[[ MATERIAL FOR THIS EXERCISE open ]]

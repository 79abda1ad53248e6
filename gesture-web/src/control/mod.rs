//! Control module - continuous and discrete outputs from the stable gesture
//!
//! - pinch: zoom deltas from pinch distance change
//! - open: smoothed wrist position (rotation) and velocity swipes

mod position;
mod zoom;

pub use position::{PositionMapper, CENTER};
pub use zoom::{ZoomLevel, ZoomMapper};

use log::debug;
use serde::{Deserialize, Serialize};

use crate::classifier::{FeatureSet, GestureLabel};
use crate::config::GestureConfig;
use crate::landmarks::LandmarkPoint;
use crate::physics::{SwipeDetector, SwipeDirection};

/// Output event, tagged with the stable gesture that produced it
#[derive(Clone, Debug, PartialEq, Serialize, Deserialize)]
#[serde(tag = "type", rename_all = "camelCase")]
pub enum ControlEvent {
    /// Advisory zoom change; consumers clamp the absolute level
    Zoom { delta: f32, gesture: GestureLabel },
    /// Smoothed hand position in normalized image space
    Position { x: f32, y: f32, gesture: GestureLabel },
    /// Fast horizontal hand movement
    Swipe {
        direction: SwipeDirection,
        gesture: GestureLabel,
    },
}

/// Per-gesture control state carried across frames
pub struct ControlMapper {
    zoom: ZoomMapper,
    position: PositionMapper,
    swipe: SwipeDetector,
}

impl ControlMapper {
    pub fn new(config: &GestureConfig) -> Self {
        Self {
            zoom: ZoomMapper::new(config),
            position: PositionMapper::new(config.position_noise),
            swipe: SwipeDetector::new(
                config.swipe_window,
                config.swipe_velocity_threshold,
                config.swipe_cooldown_secs(),
            ),
        }
    }

    /// Map one frame to control events
    ///
    /// `wrist` is the smoothed wrist landmark, `t` the frame time in seconds.
    pub fn update(
        &mut self,
        gesture: GestureLabel,
        features: &FeatureSet,
        wrist: LandmarkPoint,
        t: f64,
    ) -> Vec<ControlEvent> {
        let mut events = Vec::new();

        if gesture == GestureLabel::Pinch {
            if let Some(delta) = self.zoom.update(features.normalized_pinch) {
                events.push(ControlEvent::Zoom { delta, gesture });
            }
        } else {
            self.zoom.release();
        }

        if gesture == GestureLabel::Open {
            let (x, y) = self.position.update((wrist.x, wrist.y));
            events.push(ControlEvent::Position { x, y, gesture });

            if let Some(direction) = self.swipe.update(wrist.x, t) {
                debug!("swipe {} at t={:.3}s", direction.as_str(), t);
                events.push(ControlEvent::Swipe { direction, gesture });
            }
        } else {
            self.position.recenter();
            self.swipe.clear();
        }

        events
    }

    /// Hand lost: clear swipe window, zero zoom baseline, recenter position
    ///
    /// The swipe cooldown deadline is wall-clock based and survives.
    pub fn reset(&mut self) {
        self.zoom.release();
        self.position.recenter();
        self.swipe.clear();
    }

    pub fn position(&self) -> (f32, f32) {
        self.position.position()
    }

    pub fn swipe_window_len(&self) -> usize {
        self.swipe.window_len()
    }

    pub fn last_pinch(&self) -> f32 {
        self.zoom.last_pinch()
    }
}

#[cfg(test)]
mod tests {
    use super::*;

    fn features(pinch: f32) -> FeatureSet {
        FeatureSet {
            palm_size: 0.2,
            normalized_pinch: pinch,
            curl_angles: [3.0; 4],
            extended: [true; 4],
            thumb_extended: true,
        }
    }

    fn wrist(x: f32) -> LandmarkPoint {
        LandmarkPoint::new(x, 0.5, 0.0)
    }

    #[test]
    fn test_zoom_only_while_pinching() {
        let mut mapper = ControlMapper::new(&GestureConfig::default());
        assert!(mapper.update(GestureLabel::Pinch, &features(0.2), wrist(0.5), 0.0).is_empty());
        let events = mapper.update(GestureLabel::Pinch, &features(0.3), wrist(0.5), 0.033);
        assert!(matches!(
            events.as_slice(),
            [ControlEvent::Zoom { delta, gesture: GestureLabel::Pinch }] if *delta > 0.0
        ));

        // point releases the baseline and emits nothing
        assert!(mapper.update(GestureLabel::Point, &features(0.4), wrist(0.5), 0.066).is_empty());
        assert_eq!(mapper.last_pinch(), 0.0);
    }

    #[test]
    fn test_open_emits_position() {
        let mut mapper = ControlMapper::new(&GestureConfig::default());
        let events = mapper.update(GestureLabel::Open, &features(1.0), wrist(0.7), 0.0);
        assert_eq!(events.len(), 1);
        match &events[0] {
            ControlEvent::Position { x, gesture, .. } => {
                assert!(*x > 0.5);
                assert_eq!(*gesture, GestureLabel::Open);
            }
            other => panic!("unexpected {other:?}"),
        }
    }

    #[test]
    fn test_leaving_open_recenters() {
        let mut mapper = ControlMapper::new(&GestureConfig::default());
        for i in 0..5 {
            mapper.update(GestureLabel::Open, &features(1.0), wrist(0.8), i as f64 * 0.1);
        }
        assert!(mapper.swipe_window_len() > 0);
        mapper.update(GestureLabel::Fist, &features(1.0), wrist(0.8), 0.6);
        assert_eq!(mapper.position(), CENTER);
        assert_eq!(mapper.swipe_window_len(), 0);
    }

    #[test]
    fn test_swipe_event() {
        let mut mapper = ControlMapper::new(&GestureConfig::default());
        mapper.update(GestureLabel::Open, &features(1.0), wrist(0.3), 0.0);
        let events = mapper.update(GestureLabel::Open, &features(1.0), wrist(0.45), 0.1);
        assert!(events.contains(&ControlEvent::Swipe {
            direction: SwipeDirection::Right,
            gesture: GestureLabel::Open,
        }));
    }

    #[test]
    fn test_reset_mid_pinch_drops_zoom_baseline() {
        let mut mapper = ControlMapper::new(&GestureConfig::default());
        mapper.update(GestureLabel::Pinch, &features(0.2), wrist(0.5), 0.0);
        mapper.update(GestureLabel::Pinch, &features(0.3), wrist(0.5), 0.033);
        assert_eq!(mapper.last_pinch(), 0.3);

        mapper.reset();
        assert_eq!(mapper.last_pinch(), 0.0);
        // first pinch frame after re-entry is a baseline again
        assert!(mapper.update(GestureLabel::Pinch, &features(0.4), wrist(0.5), 1.0).is_empty());
    }

    #[test]
    fn test_reset_mid_open_recenters_and_clears_window() {
        let mut mapper = ControlMapper::new(&GestureConfig::default());
        for i in 0..3 {
            mapper.update(GestureLabel::Open, &features(1.0), wrist(0.8), i as f64 * 0.033);
        }
        assert_ne!(mapper.position(), CENTER);
        assert_eq!(mapper.swipe_window_len(), 3);

        mapper.reset();
        assert_eq!(mapper.position(), CENTER);
        assert_eq!(mapper.swipe_window_len(), 0);
    }

    #[test]
    fn test_event_serialization() {
        let event = ControlEvent::Swipe {
            direction: SwipeDirection::Left,
            gesture: GestureLabel::Open,
        };
        let json = serde_json::to_string(&event).unwrap();
        assert_eq!(json, r#"{"type":"swipe","direction":"left","gesture":"open"}"#);
    }
}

[[ MATERIAL FOR THIS EXERCISE closed ]]

### BRIEF
If a line in the data contains the string "push", copy it.

### TASK RESULT
                events.push(ControlEvent::Zoom { delta, gesture });
            events.push(ControlEvent::Position { x, y, gesture });
                events.push(ControlEvent::Swipe { direction, gesture });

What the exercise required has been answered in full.